Figure 21 presents two distributions of local droplet collection coefficient for guide vanes L9, R2, and R9: a spanwise distribution along the leading edge stagnation line and a chordwise distribution taken at the spanwise location of the peak coefficient. For the chordwise distribution, the abscissa “+” and “−” represent the vane suction side and pressure side, respectively. As depicted, due to droplet migration toward the inner wall in the convergent flow path, impingement along the vane’s stagnation line occurs primarily on the lower half of the span, near the root, while impingement near the tip is negligible. Along this line, the peak collection coefficient positions for the three vanes occur at 15%, 45%, and 35% of the span, respectively. Figure 21b reveals that, due to the vane angle of attack, the chordwise distribution peaks at the pressure side, with local collection efficiency decreasing gradually from the peak toward either side. Meanwhile, almost no impingement occurs on the suction side. For the guide vane L9, which is most severely impacted, the peak local droplet collection coefficient reaches 3.8. Due to the thinness of the guide vane, the vane body can hardly block water droplets. Therefore, in addition to the leading edge, the water collection coefficient at the trailing edge of the pressure surface also remains at a high level.

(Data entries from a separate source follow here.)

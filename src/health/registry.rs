//! Target health registry
//!
//! A single background task owns every [`HealthRecord`]. Dispatch chains,
//! the probe loop and the HTTP surface talk to it over an mpsc channel and
//! get answers back on oneshot channels, so updates to one record are
//! applied strictly one after another and never lost.

use std::collections::HashMap;
use std::sync::Arc;
use std::time::Duration;

use chrono::Utc;
use futures::future::join_all;
use tokio::sync::{mpsc, oneshot};
use tokio::task::JoinHandle;
use tokio::time::MissedTickBehavior;
use tracing::{debug, info, instrument, warn};

use crate::error::{AppError, AppResult};
use crate::rules::RuleSet;

use super::{HealthProbe, HealthRecord, HealthState, HealthThresholds, Observation};

/// Commands understood by the registry task
enum Command {
    Observe {
        id: String,
        observation: Observation,
        /// Absent for fire-and-forget reports
        reply: Option<oneshot::Sender<AppResult<HealthRecord>>>,
    },
    Get {
        id: String,
        reply: oneshot::Sender<AppResult<HealthRecord>>,
    },
    Snapshot {
        reply: oneshot::Sender<Vec<HealthRecord>>,
    },
}

/// Builder for [`HealthRegistry`]
pub struct HealthRegistryBuilder {
    thresholds: HealthThresholds,
    ids: Vec<String>,
    probes: Vec<(String, Arc<dyn HealthProbe>)>,
    probe_timeout: Duration,
    channel_buffer: usize,
}

impl HealthRegistryBuilder {
    /// Track an id without a probe; its state follows live traffic only
    pub fn track(mut self, id: impl Into<String>) -> Self {
        let id = id.into();
        if !self.ids.contains(&id) {
            self.ids.push(id);
        }
        self
    }

    /// Track every target and workflow component a rule set declares
    pub fn track_rules(mut self, rules: &RuleSet) -> Self {
        for target in rules.targets() {
            self = self.track(target.as_str());
        }
        for component in rules.workflow_components().keys() {
            self = self.track(component.as_str());
        }
        self
    }

    /// Track an id and probe it on every `probe_all`.
    ///
    /// Only probed ids can become unreachable.
    pub fn probe(mut self, id: impl Into<String>, probe: Arc<dyn HealthProbe>) -> Self {
        let id = id.into();
        self = self.track(id.clone());
        self.probes.push((id, probe));
        self
    }

    /// Upper bound on a single probe (default: 2s)
    pub fn probe_timeout(mut self, timeout: Duration) -> Self {
        self.probe_timeout = timeout;
        self
    }

    /// Start the registry task. Must be called inside a tokio runtime.
    pub fn spawn(self) -> HealthRegistry {
        let (sender, receiver) = mpsc::channel(self.channel_buffer);
        let records = self
            .ids
            .iter()
            .map(|id| {
                let record = HealthRecord::new(id.clone());
                let record = if self.probes.iter().any(|(probed, _)| probed == id) {
                    record.with_probe()
                } else {
                    record
                };
                (id.clone(), record)
            })
            .collect();

        tokio::spawn(run_registry(receiver, records, self.thresholds));

        HealthRegistry {
            sender,
            probes: Arc::new(self.probes),
            probe_timeout: self.probe_timeout,
            thresholds: self.thresholds,
        }
    }
}

/// Handle to the health registry task. Cheap to clone.
#[derive(Clone)]
pub struct HealthRegistry {
    sender: mpsc::Sender<Command>,
    probes: Arc<Vec<(String, Arc<dyn HealthProbe>)>>,
    probe_timeout: Duration,
    thresholds: HealthThresholds,
}

impl HealthRegistry {
    pub fn builder(thresholds: HealthThresholds) -> HealthRegistryBuilder {
        HealthRegistryBuilder {
            thresholds,
            ids: Vec::new(),
            probes: Vec::new(),
            probe_timeout: Duration::from_secs(2),
            channel_buffer: 1_024,
        }
    }

    pub fn thresholds(&self) -> HealthThresholds {
        self.thresholds
    }

    /// Feed the outcome of a real call into the state machine
    pub async fn report_outcome(&self, id: &str, success: bool) -> AppResult<HealthRecord> {
        let observation = if success {
            Observation::CallSucceeded
        } else {
            Observation::CallFailed
        };
        self.observe(id, observation).await
    }

    /// Feed a call outcome without waiting for the registry.
    ///
    /// For paths that may be cancelled right after reporting, such as a call
    /// cut off by its deadline. The report is queued before this returns.
    pub fn record_outcome(&self, id: &str, success: bool) {
        let observation = if success {
            Observation::CallSucceeded
        } else {
            Observation::CallFailed
        };
        let command = Command::Observe {
            id: id.to_string(),
            observation,
            reply: None,
        };
        if let Err(e) = self.sender.try_send(command) {
            warn!(target_id = %id, error = %e, "Dropped health report");
        }
    }

    /// Current record for an id
    pub async fn get_state(&self, id: &str) -> AppResult<HealthRecord> {
        let (reply, receiver) = oneshot::channel();
        self.send(Command::Get {
            id: id.to_string(),
            reply,
        })
        .await?;
        receiver.await.map_err(|_| registry_stopped())?
    }

    /// Whether the id may be called (healthy or degraded)
    pub async fn is_usable(&self, id: &str) -> AppResult<bool> {
        Ok(self.get_state(id).await?.state.is_usable())
    }

    /// Every record, sorted by id
    pub async fn snapshot(&self) -> AppResult<Vec<HealthRecord>> {
        let (reply, receiver) = oneshot::channel();
        self.send(Command::Snapshot { reply }).await?;
        let mut records = receiver.await.map_err(|_| registry_stopped())?;
        records.sort_by(|a, b| a.target_id.cmp(&b.target_id));
        Ok(records)
    }

    /// Run every registered probe concurrently and record the results.
    ///
    /// Returns the updated records of the probed ids.
    #[instrument(skip(self), fields(probes = self.probes.len()))]
    pub async fn probe_all(&self) -> AppResult<Vec<HealthRecord>> {
        let timeout = self.probe_timeout;
        let results = join_all(self.probes.iter().map(|(id, probe)| async move {
            let outcome = match tokio::time::timeout(timeout, probe.probe()).await {
                Ok(Ok(())) => Observation::ProbeSucceeded,
                Ok(Err(e)) => {
                    debug!(target_id = %id, error = %e, "Probe failed");
                    Observation::ProbeFailed
                }
                Err(_) => {
                    debug!(
                        target_id = %id,
                        timeout_ms = timeout.as_millis() as u64,
                        "Probe timed out"
                    );
                    Observation::ProbeFailed
                }
            };
            (id.as_str(), outcome)
        }))
        .await;

        let mut records = Vec::with_capacity(results.len());
        for (id, observation) in results {
            records.push(self.observe(id, observation).await?);
        }
        Ok(records)
    }

    /// Probe on a fixed interval until the returned handle is aborted
    pub fn spawn_probe_loop(&self, interval: Duration) -> JoinHandle<()> {
        let registry = self.clone();
        info!(
            interval_secs = interval.as_secs(),
            probes = registry.probes.len(),
            "Starting health probe loop"
        );

        tokio::spawn(async move {
            let mut ticker = tokio::time::interval(interval);
            ticker.set_missed_tick_behavior(MissedTickBehavior::Skip);
            loop {
                ticker.tick().await;
                if let Err(e) = registry.probe_all().await {
                    warn!(error = %e, "Health probe cycle aborted, stopping probe loop");
                    break;
                }
            }
        })
    }

    async fn observe(&self, id: &str, observation: Observation) -> AppResult<HealthRecord> {
        let (reply, receiver) = oneshot::channel();
        self.send(Command::Observe {
            id: id.to_string(),
            observation,
            reply: Some(reply),
        })
        .await?;
        receiver.await.map_err(|_| registry_stopped())?
    }

    async fn send(&self, command: Command) -> AppResult<()> {
        self.sender
            .send(command)
            .await
            .map_err(|_| registry_stopped())
    }
}

fn registry_stopped() -> AppError {
    AppError::Internal(anyhow::anyhow!("health registry task has stopped"))
}

/// Registry task: owns the records, applies commands in arrival order
async fn run_registry(
    mut receiver: mpsc::Receiver<Command>,
    mut records: HashMap<String, HealthRecord>,
    thresholds: HealthThresholds,
) {
    debug!(tracked = records.len(), "Health registry started");

    while let Some(command) = receiver.recv().await {
        match command {
            Command::Observe {
                id,
                observation,
                reply,
            } => {
                let result = match records.get_mut(&id) {
                    Some(record) => {
                        if let Some(previous) = record.observe(observation, &thresholds, Utc::now())
                        {
                            log_transition(record, previous, observation);
                        }
                        Ok(record.clone())
                    }
                    None => Err(AppError::UnknownTarget(id)),
                };
                match reply {
                    Some(reply) => {
                        let _ = reply.send(result);
                    }
                    None => {
                        if let Err(e) = result {
                            warn!(error = %e, "Unanswered health report failed");
                        }
                    }
                }
            }
            Command::Get { id, reply } => {
                let result = records
                    .get(&id)
                    .cloned()
                    .ok_or(AppError::UnknownTarget(id));
                let _ = reply.send(result);
            }
            Command::Snapshot { reply } => {
                let _ = reply.send(records.values().cloned().collect());
            }
        }
    }

    debug!("Health registry shutting down");
}

fn log_transition(record: &HealthRecord, previous: HealthState, observation: Observation) {
    metrics::counter!(
        "health_transitions_total",
        "target" => record.target_id.clone(),
        "to" => record.state.as_str()
    )
    .increment(1);

    match record.state {
        HealthState::Healthy => info!(
            target_id = %record.target_id,
            from = %previous,
            cause = ?observation,
            "Target recovered"
        ),
        HealthState::Degraded | HealthState::Unreachable => warn!(
            target_id = %record.target_id,
            from = %previous,
            to = %record.state,
            consecutive_failures = record.consecutive_failures,
            cause = ?observation,
            "Target health degraded"
        ),
    }
}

5.3. Anti-Icing Characteristics

Figure 22 illustrates the temperature distributions on the anti-icing surfaces of struts and their inner/outer support. The hot air’s flow path dictates the thermal pattern. First, the hot air heats the outer support (at strut tips) before flowing into the anti-icing cavities of struts 1 and 2, then enters the annular air collection chamber at the strut roots to heat the inner support. From the collection chamber, the air is routed successively through the cavities of struts 3, 4, and 5 for heating. The cumulative heat loss that occurs as the hot air travels through the cavity creates a significant thermal gradient, leaving the outer casing, which reaches a maximum temperature of 176 °C, substantially hotter than the inner wall. This thermal gradient is also observed across the struts: the surface temperatures of struts 1 and 2 (heated first) are the highest, while strut 5 (heated last) is the lowest. Table 3 presents the average anti-icing surface temperatures of each strut, showing that the average temperature of strut 1 is 53.9 °C higher than that of strut 5.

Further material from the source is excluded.